O fato era que o rei desejava que lhe fizessem um anel. O anel teria de ser especial: devia ter uma inscrição de tal forma que quando o rei se sentisse triste, olhasse o anel e ficaria contente e se estivesse feliz, ao olhar o anel se entristeceria.
Os melhores joalheiros foram contratados e muitos homens e mulheres se apresentaram para dar sugestões sobre o anel, mas o rei não gostava de nenhuma. Então o conselheiro escreveu para o dervishe explicando a situação, pedindo ajuda e o convidando para ir ao palácio. Sem abandonar sua casa, o dervishe enviou sua resposta.

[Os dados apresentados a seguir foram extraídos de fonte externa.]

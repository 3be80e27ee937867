//! Element types shared by the unit tests.

use crate::error::{Result, RleError};
use crate::traits::{HasLength, Mergeable, Sliceable, Spanning};

/// Classic byte-run element: `count` repeats of `byte`.
///
/// Adjacent runs merge only when they carry the same byte, which makes merge
/// boundaries easy to steer in tests.
#[derive(Debug, Clone, Copy, PartialEq, Eq)]
pub struct Lit {
    pub byte: u8,
    pub count: usize,
}

impl Lit {
    pub fn new(byte: u8, count: usize) -> Lit {
        Lit { byte, count }
    }
}

impl Mergeable for Lit {
    fn can_merge(&self, other: &Self) -> bool {
        self.byte == other.byte
    }

    fn merge(&mut self, other: Self) {
        self.count += other.count;
    }
}

impl HasLength for Lit {
    fn len(&self) -> usize {
        self.count
    }
}

impl Spanning for Lit {}

impl Sliceable for Lit {
    fn slice(&self, start: usize, end: usize) -> Result<Self> {
        if start > end || end > self.count {
            return Err(RleError::InvalidSlice { start, end });
        }
        Ok(Lit {
            byte: self.byte,
            count: end - start,
        })
    }
}

/// Tombstone-style element: occupies `len` positions, visible only while live.
#[derive(Debug, Clone, Copy, PartialEq, Eq)]
pub struct Tomb {
    pub len: usize,
    pub live: bool,
}

impl Tomb {
    pub fn live(len: usize) -> Tomb {
        Tomb { len, live: true }
    }

    pub fn dead(len: usize) -> Tomb {
        Tomb { len, live: false }
    }
}

impl Mergeable for Tomb {
    fn can_merge(&self, other: &Self) -> bool {
        self.live == other.live
    }

    fn merge(&mut self, other: Self) {
        self.len += other.len;
    }
}

impl HasLength for Tomb {
    fn len(&self) -> usize {
        self.len
    }
}

impl Spanning for Tomb {
    fn logical_len(&self) -> usize {
        if self.live { self.len } else { 0 }
    }
}

impl Sliceable for Tomb {
    fn slice(&self, start: usize, end: usize) -> Result<Self> {
        if start > end || end > self.len {
            return Err(RleError::InvalidSlice { start, end });
        }
        Ok(Tomb {
            len: end - start,
            live: self.live,
        })
    }
}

Poucos dias mais tarde, um anel foi feito com uma esmeralda e foi entregue ao rei. O rei, que havia estado deprimido por vários dias, mal o recebeu, botou o anel no dedo e olhando-o, deu um suspiro de decepção.
Logo começou a sorrir e, pouco depois, ria às gargalhadas.
No anel que usava estavam escritas as palavras "Isto também passará".